• _GIVEN RECORDS_:
____________
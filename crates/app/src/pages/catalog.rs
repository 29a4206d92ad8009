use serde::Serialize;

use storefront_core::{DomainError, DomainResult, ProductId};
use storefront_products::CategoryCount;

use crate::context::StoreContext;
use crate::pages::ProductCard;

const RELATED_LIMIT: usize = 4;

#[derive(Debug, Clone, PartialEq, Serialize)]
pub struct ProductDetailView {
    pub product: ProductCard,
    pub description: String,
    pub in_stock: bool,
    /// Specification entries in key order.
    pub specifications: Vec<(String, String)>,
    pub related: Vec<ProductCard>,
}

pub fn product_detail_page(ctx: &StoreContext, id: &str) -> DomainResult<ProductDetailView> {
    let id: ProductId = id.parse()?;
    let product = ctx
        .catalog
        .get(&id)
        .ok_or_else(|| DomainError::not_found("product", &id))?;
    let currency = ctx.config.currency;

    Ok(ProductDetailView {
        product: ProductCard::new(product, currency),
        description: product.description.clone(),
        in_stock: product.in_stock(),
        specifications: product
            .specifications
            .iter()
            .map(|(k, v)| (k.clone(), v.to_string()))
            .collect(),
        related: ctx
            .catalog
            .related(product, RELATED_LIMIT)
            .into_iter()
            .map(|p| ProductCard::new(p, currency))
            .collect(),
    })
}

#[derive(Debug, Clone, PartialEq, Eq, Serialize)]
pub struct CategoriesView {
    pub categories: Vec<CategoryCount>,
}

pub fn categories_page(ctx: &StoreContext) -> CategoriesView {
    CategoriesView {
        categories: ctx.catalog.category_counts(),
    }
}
____________
Go through the material line by line. Show each line that contains the string "Debug".

• _SOLUTION TO THIS EXERCISE_:
#[derive(Debug, Clone, PartialEq, Serialize)]
#[derive(Debug, Clone, PartialEq, Eq, Serialize)]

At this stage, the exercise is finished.